Right. All content on an SSL (https pages) must also be https. On an insecure page, the script uses the about:blank address which is a stock blank page built into the browser, all browsers have this. But if it uses that on a secure page, it's seen as insecure. Some browsers will give a security violation notice, others just won't show it, or might throw an error. So for secure pages the script looks for blank.htm. But it's not there in your case so you get a 404.
All you have to do is make up a page with nothing on it. It can be completely empty or have just minimal HTML code with no content:
Save that or a completely empty file as blank.htm and put it in the same folder as your https page. Or if you have a lot of pages that need this in different folders, you can provide the absolute path to the file in the script.
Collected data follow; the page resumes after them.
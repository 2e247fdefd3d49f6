use serde::Deserialize;
use std::num::{NonZeroU32, NonZeroU64};
use std::time::Duration;

/// Configuration for connecting to the Postgres database
/// backing the record store.
#[derive(Deserialize)]
pub struct Database {
    /// Connection URL connecting to the Postgres database.
    ///
    /// **Environment variables**:
    /// - `SCRIBE_DB_URL` or `DATABASE_URL`
    pub url: String,
    /// Minimum idle database connections just to avoid wasting
    /// hardware resources from the database server.
    ///
    /// **Environment variables**:
    /// - `SCRIBE_DB_MIN_IDLE`
    #[serde(default)]
    pub min_idle: Option<NonZeroU32>,
    /// Maximum amount of pool size that database can handle
    ///
    /// **Environment variables**:
    /// - `SCRIBE_DB_POOL_SIZE`
    #[serde(default = "Database::default_pool_size")]
    pub pool_size: NonZeroU32,
    /// Refuses database connections that are not encrypted with TLS.
    /// When disabled, the `sslmode` of the connection url applies.
    ///
    /// **Environment variables**:
    /// - `SCRIBE_DB_ENFORCE_TLS`
    #[serde(default = "Database::default_enforce_tls")]
    pub enforce_tls: bool,
    /// How long to wait for a database connection to be
    /// acquired before giving up.
    ///
    /// **Environment variables**:
    /// - `SCRIBE_DB_TIMEOUT_SECS`
    #[serde(default = "Database::default_timeout_secs")]
    pub timeout_secs: NonZeroU64,
}

impl Database {
    const DEFAULT_POOL_SIZE: u32 = 5;
    const DEFAULT_TIMEOUT_SECS: u64 = 5;

    #[must_use]
    pub fn timeout(&self) -> Duration {
        Duration::from_secs(self.timeout_secs.get())
    }

    // Required by serde
    const fn default_pool_size() -> NonZeroU32 {
        match NonZeroU32::new(Self::DEFAULT_POOL_SIZE) {
            Some(n) => n,
            None => panic!("DEFAULT_POOL_SIZE is accidentally set to 0"),
        }
    }

    const fn default_timeout_secs() -> NonZeroU64 {
        match NonZeroU64::new(Self::DEFAULT_TIMEOUT_SECS) {
            Some(n) => n,
            None => panic!("DEFAULT_TIMEOUT_SECS is accidentally set to 0"),
        }
    }

    const fn default_enforce_tls() -> bool {
        true
    }
}

// Connection URLs usually carry the database password.
impl std::fmt::Debug for Database {
    fn fmt(&self, f: &mut std::fmt::Formatter<'_>) -> std::fmt::Result {
        f.debug_struct("Database")
            .field("url", &"<hidden>")
            .field("min_idle", &self.min_idle)
            .field("pool_size", &self.pool_size)
            .field("enforce_tls", &self.enforce_tls)
            .field("timeout_secs", &self.timeout_secs)
            .finish()
    }
}
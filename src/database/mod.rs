use error_stack::{Report, ResultExt};
use sqlx::migrate::Migrator;
use sqlx::postgres::{PgConnectOptions, PgPoolOptions, PgSslMode};
use std::str::FromStr;

use crate::config;

pub mod error;
pub use error::{Error, ErrorExt, ErrorExt2, Result};

pub type PoolConnection = sqlx::pool::PoolConnection<sqlx::Postgres>;

/// Creates the `authors` and `posts` tables, including the unique
/// constraint on author names.
pub static MIGRATOR: Migrator = sqlx::migrate!();

/// A Postgres database connection pool.
#[derive(Clone)]
pub struct Pool {
    pool: sqlx::PgPool,
}

impl Pool {
    /// Creates and tests a database pool from the database configuration.
    #[tracing::instrument(skip_all, name = "db.pool.new")]
    pub async fn new(cfg: &config::Database) -> Result<Self> {
        let mut pool_opts = PgPoolOptions::new()
            .acquire_timeout(cfg.timeout())
            .max_connections(cfg.pool_size.get());

        if let Some(min_idle) = cfg.min_idle {
            pool_opts = pool_opts.min_connections(min_idle.get());
        }

        let connect_opts = connect_options(cfg)?;
        let pool = Self {
            pool: pool_opts.connect_lazy_with(connect_opts),
        };

        match pool.wait_until_healthy().await {
            Ok(..) => {}
            Err(err) if err.is_unhealthy() => {}
            Err(err) => return Err(err),
        }

        Ok(pool)
    }
}

/// Parses the connection url. With `enforce_tls` set, connections
/// without TLS are refused, otherwise the url's `sslmode` applies.
fn connect_options(cfg: &config::Database) -> Result<PgConnectOptions> {
    let connect_opts = PgConnectOptions::from_str(&cfg.url).change_context(Error::InvalidUrl)?;
    if cfg.enforce_tls {
        Ok(connect_opts.ssl_mode(PgSslMode::Require))
    } else {
        Ok(connect_opts)
    }
}

impl From<sqlx::PgPool> for Pool {
    fn from(pool: sqlx::PgPool) -> Self {
        Self { pool }
    }
}

impl std::fmt::Debug for Pool {
    fn fmt(&self, f: &mut std::fmt::Formatter<'_>) -> std::fmt::Result {
        self.pool.fmt(f)
    }
}

impl Pool {
    /// Applies all pending migrations from [`MIGRATOR`].
    #[tracing::instrument(name = "db.migrate", skip(self))]
    pub async fn migrate(&self) -> Result<()> {
        MIGRATOR
            .run(&self.pool)
            .await
            .map_err(|e| Report::new(Error::Internal(e.into())))
            .attach_printable("could not apply migrations")
    }

    /// It attempts to get an active database connection.
    #[tracing::instrument(name = "db.connect", skip(self))]
    pub async fn get(&self) -> Result<PoolConnection> {
        match self.pool.acquire().await {
            Ok(inner) => Ok(inner),
            Err(e @ sqlx::Error::PoolTimedOut) => Err(e).change_context(Error::UnhealthyPool),
            Err(err) => Err(Report::new(Error::Internal(err))),
        }
    }

    /// Waits until a connection is established or the configured
    /// acquire timeout has passed.
    #[tracing::instrument(skip(self))]
    pub async fn wait_until_healthy(&self) -> Result<()> {
        match self.pool.acquire().await {
            Ok(..) => Ok(()),
            Err(e @ sqlx::Error::PoolTimedOut) => Err(e).change_context(Error::UnhealthyPool),
            Err(err) => Err(Report::new(Error::Internal(err))),
        }
    }
}
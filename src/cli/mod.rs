//! CLI module for recap
//!
//! Contains argument parsing and command implementations.

pub mod args;
pub mod commands;
pub mod completions;

pub use args::{Cli, Commands, ConfigCommand};
//! Shell completion generation.

use clap::CommandFactory;
use clap_complete::{generate, Shell};
use std::io;

use crate::cli::args::Cli;

/// Print the completion script for the requested shell to stdout.
pub fn print(shell: Shell) {
    let mut cmd = Cli::command();
    let command_name = cmd.get_name().to_string();
    generate(shell, &mut cmd, command_name, &mut io::stdout());
}
//! recap - Structured transcript summarization powered by LLM map-reduce
//!
//! Splits a long transcript into overlapping chunks at natural boundaries,
//! summarizes each chunk, and merges the partial summaries into one
//! structured result (title, synopsis, key points, topics).

pub mod cli;
pub mod config;
pub mod llm;
pub mod summarize;
pub mod transcript;

use thiserror::Error;

/// Main error type for recap
#[derive(Error, Debug)]
pub enum RecapError {
    #[error("Transcript is empty")]
    EmptyInput,

    #[error("Missing credential: {0}")]
    MissingCredential(String),

    #[error("Completion request failed: {0}")]
    CompletionFailed(#[source] anyhow::Error),

    #[error("Configuration error: {0}")]
    Config(String),

    #[error("IO error: {0}")]
    Io(#[from] std::io::Error),
}

pub type Result<T> = std::result::Result<T, RecapError>;

/// Application version
pub const VERSION: &str = env!("CARGO_PKG_VERSION");

/// Application name
pub const APP_NAME: &str = "recap";
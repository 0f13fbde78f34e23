//! Data types produced by the summarization pipeline

use serde::{Deserialize, Serialize};

/// One bounded, possibly overlapping slice of the source transcript.
///
/// Lengths and positions are measured in characters, not bytes, so
/// multi-byte text never splits inside a code point.
#[derive(Debug, Clone, PartialEq, Eq)]
pub struct Chunk {
    pub text: String,
    /// 1-based position of this chunk.
    pub part_number: usize,
    pub total_parts: usize,
}

/// One extracted highlight, optionally anchored to a transcript timestamp.
///
/// `start_seconds` is only populated on the single-call path, where the
/// model can see the literal `[seconds]` markers; merged partial summaries
/// lose absolute timing.
#[derive(Debug, Clone, PartialEq, Eq, Serialize, Deserialize)]
pub struct KeyPoint {
    pub text: String,
    pub start_seconds: Option<u32>,
}

impl KeyPoint {
    pub fn new(text: impl Into<String>, start_seconds: Option<u32>) -> Self {
        Self {
            text: text.into(),
            start_seconds,
        }
    }
}

/// Structured summary of one transcript.
#[derive(Debug, Clone, PartialEq, Eq, Serialize, Deserialize)]
pub struct SummaryResult {
    pub title: String,
    pub summary: String,
    pub key_points: Vec<KeyPoint>,
    pub topics: Vec<String>,
    /// Number of chunks the transcript was split into (1 = single-call path).
    pub chunk_count: usize,
}
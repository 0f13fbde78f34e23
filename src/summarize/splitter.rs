//! Deterministic chunk splitting with overlap and natural boundaries

use crate::summarize::types::Chunk;

/// Delimiters tried when looking for a natural cut, strongest first.
/// Sentence-ending punctuation wins over paragraph breaks, which win over
/// weaker separators.
const DELIMITERS: [&str; 6] = ["。", "\n\n", "\n", "、", ".", " "];

/// Split `text` into chunks of at most `max_chunk_size` characters, with
/// `overlap` characters carried over between adjacent chunks so context is
/// not severed at the cut.
///
/// Text that fits in one chunk is returned unmodified as a single part.
/// All positions are character indices; multi-byte text never splits inside
/// a code point.
pub fn split(text: &str, max_chunk_size: usize, overlap: usize) -> Vec<Chunk> {
    debug_assert!(max_chunk_size > 0);
    debug_assert!(overlap < max_chunk_size);

    let chars: Vec<char> = text.chars().collect();
    if chars.len() <= max_chunk_size {
        return vec![Chunk {
            text: text.to_string(),
            part_number: 1,
            total_parts: 1,
        }];
    }

    let mut pieces: Vec<String> = Vec::new();
    let mut start = 0;

    while start < chars.len() {
        let end = start + max_chunk_size;

        if end >= chars.len() {
            // The tail, however short, becomes the last chunk.
            pieces.push(chars[start..].iter().collect());
            break;
        }

        let split_pos = find_split_position(&chars, start, end);
        pieces.push(chars[start..split_pos].iter().collect());

        // Rewind by the overlap, but never stall the cursor: an overlap
        // reaching past the boundary-search zone must not move it backwards.
        let next = split_pos.saturating_sub(overlap);
        start = if next > start { next } else { split_pos };
    }

    let total_parts = pieces.len();
    pieces
        .into_iter()
        .enumerate()
        .map(|(i, text)| Chunk {
            text,
            part_number: i + 1,
            total_parts,
        })
        .collect()
}

/// Find a natural cut inside the last 20% of the window `start..end`,
/// preferring the rightmost occurrence of the strongest delimiter.
/// Falls back to a hard cut at `end` when the zone holds no delimiter.
fn find_split_position(chars: &[char], start: usize, end: usize) -> usize {
    let window = end - start;
    let search_start = end - window / 5;
    let segment: String = chars[search_start..end].iter().collect();

    for delimiter in DELIMITERS {
        if let Some(byte_pos) = segment.rfind(delimiter) {
            let char_pos = segment[..byte_pos].chars().count();
            return search_start + char_pos + delimiter.chars().count();
        }
    }

    end
}
mod common;

use common::TestEnv;

#[test]
fn summarize_help_is_available() {
    let output = common::run_recap(&["summarize", "--help"]);

    assert!(
        output.status.success(),
        "summarize --help should succeed\nstdout:\n{}\nstderr:\n{}",
        String::from_utf8_lossy(&output.stdout),
        String::from_utf8_lossy(&output.stderr)
    );
}

#[test]
fn summarize_without_api_key_reports_missing_credential() {
    let env = TestEnv::new();

    // No config file and no RECAP_GROQ_API_KEY in the environment.
    let output = env.run(&["summarize"]);

    assert!(!output.status.success());
    let stderr = String::from_utf8_lossy(&output.stderr);
    assert!(
        stderr.contains("Groq API key is missing"),
        "expected missing credential error, got:\n{}",
        stderr
    );
}

#[test]
fn summarize_missing_file_reports_read_error() {
    let env = TestEnv::new();

    let output = env.run_with_stdin(&["summarize", "/nonexistent/transcript.txt"], "");

    assert!(!output.status.success());
    let stderr = String::from_utf8_lossy(&output.stderr);
    assert!(
        stderr.contains("Failed to read transcript file"),
        "expected file read error, got:\n{}",
        stderr
    );
}

#[test]
fn summarize_segments_rejects_invalid_json() {
    let env = TestEnv::new();

    let output = env.run_with_stdin(&["summarize", "--segments"], "not json");

    assert!(!output.status.success());
    let stderr = String::from_utf8_lossy(&output.stderr);
    assert!(
        stderr.contains("Failed to parse transcript segments"),
        "expected segment parse error, got:\n{}",
        stderr
    );
}

#[test]
fn summarize_empty_segment_list_reports_empty_transcript() {
    let env = TestEnv::new();

    let output = env.run_with_stdin(&["summarize", "--segments"], "[]");

    assert!(!output.status.success());
    let stderr = String::from_utf8_lossy(&output.stderr);
    assert!(
        stderr.contains("Transcript is empty"),
        "expected empty transcript error, got:\n{}",
        stderr
    );
}

#[test]
fn summarize_empty_stdin_reports_empty_transcript() {
    let env = TestEnv::new();

    let output = env.run_with_stdin(&["summarize"], "   \n  \n");

    assert!(!output.status.success());
    let stderr = String::from_utf8_lossy(&output.stderr);
    assert!(
        stderr.contains("Transcript is empty"),
        "expected empty transcript error, got:\n{}",
        stderr
    );
}
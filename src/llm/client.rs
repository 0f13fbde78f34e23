use async_trait::async_trait;

use crate::config::Settings;
use crate::llm::groq::GroqClient;
use crate::{RecapError, Result};

/// One-shot prompt completion against an LLM service.
///
/// Implementations perform no retries; failures surface as
/// `RecapError::CompletionFailed` and abort the enclosing pipeline call.
#[async_trait]
pub trait CompletionProvider: Send + Sync {
    async fn complete(&self, prompt: &str) -> Result<String>;
}

/// Build a completion provider from runtime settings.
pub fn build_provider(settings: &Settings) -> Result<Box<dyn CompletionProvider>> {
    match settings.llm.provider.to_lowercase().as_str() {
        "groq" => Ok(Box::new(GroqClient::from_settings(settings)?)),
        other => Err(RecapError::Config(format!(
            "Unsupported llm.provider '{}'. Supported providers: groq",
            other
        ))),
    }
}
Just make sure that the file is on the https part of the site and provide that in the path, example:
<meta http-equiv="Content-Type" content="text/html; charset=utf-8">
Using a text only editor like NotePad, insert the actual path to this file into the script as shown.
$(document.body).append('<IFRAME id="outlineiframeshim" src="'+(location.protocol=="https:"? '
https://www.oursite.com/files/blank.htm' : 'about:blank')+'" style="display:none; left:0; top:0; z-index:999; position:absolute; filter:progid:DXImageTransform.Microsoft.Alpha(style=0,opacity=0)" frameBorder="0" scrolling="no"></IFRAME>')
The browser cache may need to be cleared and/or the page refreshed to see changes.